Moradi, who has been in pre-trial detention for the past ten months, went on a hunger strike on 14 February.

She ended her hunger strike on the third day after prison officials promised to follow up on her demands.

At the same time as the civilian ended her strike, the Islamic Revolutionary Court of Mahabad, West Azerbaijan province, extended her detention for another month.

The Intelligence Organisation of the Islamic Revolutionary Guard Corps (IRGC) arrested Moradi and two of her sons, Taher Bazazi and Matin Bazazi, in Piranshahr, West Azerbaijan province, on 17 April.

The security forces then took the civilians to the intelligence institution’s detention facility in Orumiyeh.

Taher Bazazi was released after ten days and Matin Bazazi after a month of detention in this security detention centre.

Moradi, however, was interrogated for 45 days on the accusation of collaboration with a Kurdish opposition party and the murder of a member of the IRGC named Osman Haji Hosseini.
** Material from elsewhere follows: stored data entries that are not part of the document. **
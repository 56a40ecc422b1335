//! Lifecycle event definitions and bus.

use serde::{Deserialize, Serialize};
use tokio::sync::broadcast;

/// Lifecycle event types.
#[allow(missing_docs)]
#[derive(Debug, Clone, PartialEq, Eq, Serialize, Deserialize)]
pub enum LifecycleEvent {
    /// Root filesystem mounted.
    Mounted {
        name: String,
        target: String,
        timestamp: i64,
    },
    /// Root filesystem unmounted.
    Unmounted { name: String, timestamp: i64 },
    /// Container booted its init system.
    Booted { name: String, timestamp: i64 },
    /// Container entered chroot mode.
    ChrootStarted { name: String, timestamp: i64 },
    /// Running session stopped.
    Stopped { name: String, timestamp: i64 },
}

impl LifecycleEvent {
    /// Name of the container the event belongs to.
    #[must_use]
    pub fn name(&self) -> &str {
        match self {
            Self::Mounted { name, .. }
            | Self::Unmounted { name, .. }
            | Self::Booted { name, .. }
            | Self::ChrootStarted { name, .. }
            | Self::Stopped { name, .. } => name,
        }
    }
}

/// Event bus for lifecycle events.
#[derive(Debug, Clone)]
pub struct EventBus {
    sender: broadcast::Sender<LifecycleEvent>,
}

impl Default for EventBus {
    fn default() -> Self {
        let (sender, _) = broadcast::channel(256);
        Self { sender }
    }
}

impl EventBus {
    /// Create a new event bus.
    pub fn new() -> Self {
        Self::default()
    }

    /// Subscribe to events.
    pub fn subscribe(&self) -> broadcast::Receiver<LifecycleEvent> {
        self.sender.subscribe()
    }

    /// Publish an event.
    pub fn publish(&self, event: LifecycleEvent) {
        // No subscribers is fine.
        let _ = self.sender.send(event);
    }
}

pub(crate) fn now() -> i64 {
    chrono::Utc::now().timestamp()
}

#[cfg(test)]
mod tests {
    use super::*;

    #[tokio::test]
    async fn subscribers_receive_published_events() {
        let bus = EventBus::new();
        let mut rx = bus.subscribe();

        bus.publish(LifecycleEvent::Booted {
            name: "buildkit".into(),
            timestamp: 1,
        });

        let event = rx.recv().await.unwrap();
        assert_eq!(event.name(), "buildkit");
        assert!(matches!(event, LifecycleEvent::Booted { .. }));
    }

    #[test]
    fn publish_without_subscribers() {
        EventBus::new().publish(LifecycleEvent::Unmounted {
            name: "x".into(),
            timestamp: now(),
        });
    }
}
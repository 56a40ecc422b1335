//! Union mount primitive and the kernel overlayfs implementation.

use std::fmt;
use std::path::{Path, PathBuf};

use ciel_common::{CielError, CielResult};

/// Something that can stack directories into a single mount.
///
/// `lowers` are ordered topmost first. Implementations must not leave a
/// mount behind when returning an error from [`UnionMount::mount`], and
/// must leave the mount in place when returning an error from
/// [`UnionMount::unmount`].
pub trait UnionMount: Send + Sync + fmt::Debug {
    /// Mount `upper` over `lowers` at `target`, using `work` for bookkeeping.
    fn mount(&self, target: &Path, upper: &Path, work: &Path, lowers: &[PathBuf])
    -> CielResult<()>;

    /// Remove the union mount at `target`.
    fn unmount(&self, target: &Path) -> CielResult<()>;
}

/// Build the overlayfs option string.
#[must_use]
pub fn mount_options(upper: &Path, work: &Path, lowers: &[PathBuf]) -> String {
    let lower = lowers
        .iter()
        .map(|p| p.display().to_string())
        .collect::<Vec<_>>()
        .join(":");

    format!(
        "lowerdir={},upperdir={},workdir={}",
        lower,
        upper.display(),
        work.display()
    )
}

#[cfg(target_os = "linux")]
fn check_lowers(lowers: &[PathBuf]) -> CielResult<()> {
    if lowers.is_empty() {
        return Err(CielError::Config {
            message: "overlayfs needs at least one lower directory".to_string(),
        });
    }
    Ok(())
}

/// Kernel overlayfs.
#[derive(Debug, Clone, Copy, Default)]
pub struct OverlayMount;

impl OverlayMount {
    /// Create the overlayfs driver.
    #[must_use]
    pub const fn new() -> Self {
        Self
    }
}

impl UnionMount for OverlayMount {
    #[cfg(target_os = "linux")]
    fn mount(
        &self,
        target: &Path,
        upper: &Path,
        work: &Path,
        lowers: &[PathBuf],
    ) -> CielResult<()> {
        use rustix::mount::{MountFlags, mount};
        use std::ffi::CString;

        check_lowers(lowers)?;
        let options = mount_options(upper, work, lowers);

        tracing::debug!(
            target = %target.display(),
            options = %options,
            "Mounting overlayfs"
        );

        let options_c = CString::new(options).map_err(|_| CielError::Config {
            message: "Invalid overlay options (contains null byte)".to_string(),
        })?;

        mount(
            "overlay",
            target,
            c"overlay",
            MountFlags::empty(),
            options_c.as_c_str(),
        )
        .map_err(|e| CielError::Mount {
            target: target.to_path_buf(),
            source: e.into(),
        })?;

        tracing::info!(target = %target.display(), "OverlayFS mounted");
        Ok(())
    }

    #[cfg(not(target_os = "linux"))]
    fn mount(
        &self,
        _target: &Path,
        _upper: &Path,
        _work: &Path,
        _lowers: &[PathBuf],
    ) -> CielResult<()> {
        Err(CielError::Unsupported {
            feature: "overlayfs".to_string(),
        })
    }

    #[cfg(target_os = "linux")]
    fn unmount(&self, target: &Path) -> CielResult<()> {
        use rustix::mount::{UnmountFlags, unmount};

        tracing::debug!(target = %target.display(), "Unmounting overlayfs");

        unmount(target, UnmountFlags::empty()).map_err(|e| CielError::Unmount {
            target: target.to_path_buf(),
            source: e.into(),
        })?;

        tracing::info!(target = %target.display(), "OverlayFS unmounted");
        Ok(())
    }

    #[cfg(not(target_os = "linux"))]
    fn unmount(&self, _target: &Path) -> CielResult<()> {
        Err(CielError::Unsupported {
            feature: "overlayfs".to_string(),
        })
    }
}

#[cfg(test)]
mod tests {
    use super::*;

    #[test]
    fn overlay_mount_options() {
        let options = mount_options(
            Path::new("/upper"),
            Path::new("/work"),
            &[PathBuf::from("/layer2"), PathBuf::from("/layer1")],
        );

        assert_eq!(
            options,
            "lowerdir=/layer2:/layer1,upperdir=/upper,workdir=/work"
        );
    }

    #[test]
    fn mount_without_lowers_is_a_config_error() {
        let err = OverlayMount::new()
            .mount(Path::new("/t"), Path::new("/u"), Path::new("/w"), &[])
            .unwrap_err();
        assert!(matches!(err, CielError::Config { .. } | CielError::Unsupported { .. }));
    }

    #[cfg(target_os = "linux")]
    #[test]
    fn empty_lowers_are_rejected_before_mounting() {
        let err = check_lowers(&[]).unwrap_err();
        assert!(err.to_string().contains("at least one lower"));
        assert!(check_lowers(&[PathBuf::from("/l")]).is_ok());
    }
}
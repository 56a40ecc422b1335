//! CLI command definitions and handlers.

use std::path::{Path, PathBuf};

use clap::{Parser, Subcommand};
use color_eyre::eyre::{Result, WrapErr, eyre};
use tokio_util::sync::CancellationToken;

use crate::runtime::{CielConfig, Container};

/// Ciel - layered build containers
#[derive(Parser)]
#[command(name = "ciel")]
#[command(author, version, about, long_about = None)]
#[command(propagate_version = true)]
pub struct Cli {
    /// Configuration file (default: the user config directory)
    #[arg(long, global = true, env = "CIEL_CONFIG")]
    pub config: Option<PathBuf>,

    /// Enable debug logging
    #[arg(long, global = true)]
    pub debug: bool,

    /// The subcommand to execute.
    #[command(subcommand)]
    pub command: Commands,
}

/// Container arguments shared by every subcommand.
#[derive(clap::Args)]
pub struct ContainerArgs {
    /// Directory holding the container's layers
    #[arg(long)]
    pub base_dir: PathBuf,

    /// Container name
    #[arg(long, default_value = "ciel")]
    pub name: String,

    /// Never boot, always use chroot sessions
    #[arg(long)]
    pub no_boot: bool,

    /// Resource-control property for booted containers (repeatable)
    #[arg(long = "property", value_name = "PROPERTY")]
    pub properties: Vec<String>,
}

/// Helper commands.
#[derive(Subcommand)]
pub enum Commands {
    /// Run a program in a container, then shut it down
    Run {
        #[command(flatten)]
        container: ContainerArgs,

        /// Program and arguments
        #[arg(trailing_var_arg = true, required = true)]
        command: Vec<String>,
    },

    /// Run a shell line through the container's login shell
    Sh {
        #[command(flatten)]
        container: ContainerArgs,

        /// Shell command line
        line: String,
    },

    /// Show the layer stack of a base directory
    Layers {
        /// Directory holding the container's layers
        #[arg(long)]
        base_dir: PathBuf,
    },
}

impl Cli {
    /// Load the configuration named on the command line, or the default one.
    ///
    /// # Errors
    ///
    /// Returns an error if the configuration file cannot be read or parsed.
    pub fn load_config(&self) -> Result<CielConfig> {
        let config = match &self.config {
            Some(path) => CielConfig::load(path),
            None => CielConfig::discover(),
        };
        config.wrap_err("Failed to load configuration")
    }

    /// Execute the CLI command and return the process exit status.
    ///
    /// # Errors
    ///
    /// Returns an error if the container cannot be set up, started or shut
    /// down. A command that runs and fails is reported through the status.
    pub async fn execute(self) -> Result<i32> {
        let config = self.load_config()?;

        match self.command {
            Commands::Run { container, command } => {
                let Some((program, args)) = command.split_first() else {
                    return Err(eyre!("No command given"));
                };
                let c = open(&container, &config)?;
                let ctx = cancel_on_interrupt();
                let result = c.run(&ctx, program, args).await;
                finish(&c, result).await
            }

            Commands::Sh { container, line } => {
                let c = open(&container, &config)?;
                let ctx = cancel_on_interrupt();
                let result = c.run_command(&ctx, &line).await;
                finish(&c, result).await
            }

            Commands::Layers { base_dir } => {
                print_layers(&base_dir);
                Ok(0)
            }
        }
    }
}

fn open(args: &ContainerArgs, config: &CielConfig) -> Result<Container> {
    let container = Container::new(args.name.as_str(), &args.base_dir, config)
        .map_err(|e| eyre!("Failed to create container: {}", e))?;

    if args.no_boot {
        container.set_preference(false);
    }
    for property in &args.properties {
        container.add_property(property);
    }
    Ok(container)
}

/// A token that is cancelled on the first Ctrl-C.
fn cancel_on_interrupt() -> CancellationToken {
    let ctx = CancellationToken::new();
    let token = ctx.clone();
    tokio::spawn(async move {
        if tokio::signal::ctrl_c().await.is_ok() {
            tracing::warn!("Interrupted, cancelling command");
            token.cancel();
        }
    });
    ctx
}

/// Shut the container down whatever the command's outcome was.
async fn finish(container: &Container, result: ciel_common::CielResult<i32>) -> Result<i32> {
    let shutdown = container.shutdown().await;
    let status = result.map_err(|e| eyre!("Failed to run command: {}", e))?;
    shutdown.map_err(|e| eyre!("Failed to shut down container: {}", e))?;
    Ok(status)
}

fn print_layers(base_dir: &Path) {
    let layers = crate::filesystem::LayerSet::standard().resolve(base_dir);

    println!("{:<8} {:<16} PATH", "ROLE", "KEY");
    for layer in layers.stacking_order() {
        println!(
            "{:<8} {:<16} {}",
            layer.role.to_string(),
            layer.key,
            layer.path.display()
        );
    }
}

#[cfg(test)]
mod tests {
    use super::*;

    #[test]
    fn cli_is_well_formed() {
        use clap::CommandFactory;
        Cli::command().debug_assert();
    }

    #[test]
    fn run_keeps_trailing_arguments() {
        let cli = Cli::parse_from([
            "ciel",
            "run",
            "--base-dir",
            "/var/lib/ciel/buildkit",
            "--property",
            "CPUQuota=80%",
            "--",
            "make",
            "-j",
            "8",
        ]);
        let Commands::Run { container, command } = cli.command else {
            panic!("expected run");
        };
        assert_eq!(container.name, "ciel");
        assert_eq!(container.properties, ["CPUQuota=80%"]);
        assert!(!container.no_boot);
        assert_eq!(command, ["make", "-j", "8"]);
    }

    #[test]
    fn sh_takes_a_single_line() {
        let cli = Cli::parse_from([
            "ciel",
            "--debug",
            "sh",
            "--base-dir",
            "/srv/b",
            "--no-boot",
            "echo hi",
        ]);
        assert!(cli.debug);
        let Commands::Sh { container, line } = cli.command else {
            panic!("expected sh");
        };
        assert!(container.no_boot);
        assert_eq!(line, "echo hi");
    }
}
Security interrogators forced her to make confessions by threatening to torture her children.

After being transferred to Orumiyeh Central Prison, Moradi wrote a letter to the Islamic Revolutionary Court of Piranshahr, West Azerbaijan province, stating that she had been tortured and pressured into confessing.

She had denied all allegations made by the Intelligence Organisation of the IRGC.